The students from the Kyoto Institute of Technology and the National College of Art and Design in Norway collaborated on "PuppetBench." Like Billow, PuppetBench was created to allow children to communicate over networks. PuppetBench used puppets as an interface, turning the computer into a stage where puppets became the means to explore and communicate over long distances. Puppets become vessels for made-up identities, connecting the fantasy world in digital space with the actual puppet in the child's hand, fusing two forms of the age-old game "let's pretend." Students at Stanford University produced a squeezable hand-held object used to play a game called "HandJive." Using a network of wireless HandJives, which are approximately three-inch-long rods connecting three spheres, the devices shake and squirm according to signals coming from other HandJives. Their movements become patterns in a game of either cooperative or adversarial patterns. The other schools produced equally interesting prototypes, and all shared the same foundation: the box was gone.

Later that day I spent some time with David Liddle, the CEO of Interval Research. Liddle came to computing in the heyday of time sharing, and is part of that earlier generation of computing pioneers. He spent ten years at Xerox PARC, from 1972 to 1982, where he worked on the development of Ethernet and the Xerox Star computer, which was the first commercial implementation of the now-familiar Graphical User Interface of windows and icons. Interval Research is funding these student workshops for non-altruistic reasons: they hope to gain some insight in developing their own commercial technologies (Interval was started by Microsoft co-founder Paul Allen in 1992 with a $100 million endowment and a ten-year mandate to explore new technologies). Liddle, a cautious speaker, became animated when the subject of generations came up. We talked about how ARPA helped form a community of people thirty years ago, and how the results took a life of their own, overturning what many derisively termed a "priesthood" of white-coated technicians standing between computers and programmers. "These hackers," Liddle said, smiling, "created a new culture and now they've become a priesthood of their own, with sneakers and red shoe-laces."

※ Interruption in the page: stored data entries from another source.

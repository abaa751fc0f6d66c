//! Subject model and search suggestions

use serde::{Deserialize, Serialize};

/// A subject code with its title and owning faculty
#[derive(Debug, Clone, PartialEq, Eq, Serialize, Deserialize)]
pub struct Subject {
    /// Subject code (e.g., "CPSC")
    pub code: String,
    /// Subject title (e.g., "Computer Science")
    #[serde(default)]
    pub title: String,
    /// Faculty or school offering the subject
    #[serde(rename = "faculty_school", default)]
    pub faculty: String,
}

/// Subjects whose code equals the search input (case-insensitive).
///
/// Only exact matches are suggested ("view only CPSC courses"); prefix
/// matches are too noisy to be useful.
#[must_use]
pub fn suggest<'a>(subjects: &'a [Subject], input: &str) -> Vec<&'a Subject> {
    let wanted = input.trim().to_ascii_uppercase();
    if wanted.is_empty() {
        return Vec::new();
    }
    subjects
        .iter()
        .filter(|s| s.code.to_ascii_uppercase() == wanted)
        .collect()
}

Just as it took years for the mouse, windows and icons to filter out to the world (The mouse and windows were invented by Douglas Engelbart at Stanford Research Institute, funded in part by an ARPA grant. Engelbart also had the honor of being responsible for the first Internet connection, between his lab and UCLA.), it will take years before fragmented computing arrives. Many companies are unaware of this shift, as they blithely assume the World Wide Web, a paramount example of traditional computing metaphors with its two-dimensional pages, scrolling and clicking, is the base on which the future of interactivity rests. It not coincidental that most young designers, given the freedom and funding to explore, flee the Web with its restrictive demands in favor of fresh explorations (unless, of course, some silly company offers them lots of money to design a Web site).

What form fragmented computing will first take is anyone's guess; in physical space it will first appear in children's toys, toys which owe a bit to pagers, microprocessors, simulated environments and action figures. In the virtual world, fragmented computing will appear as swapable, downloadable programs, similar to Sun Microsystems's HotJava Applets. These programs may serve little purpose, other than being cool, neat, fun. They will be swapped and traded the way baseball cards and pins or Magic cards (a role-playing game) get passed around. From there fragmented computing will spread to adults, first as novelties, later evolving into objects that give some pleasure and beauty to the user. Usefulness and efficiency will take a back seat to fun and beauty. Whichever path fragmented computing takes, it should usher in long and deep era of fresh design, new uses for computers, and plenty of the unexpected.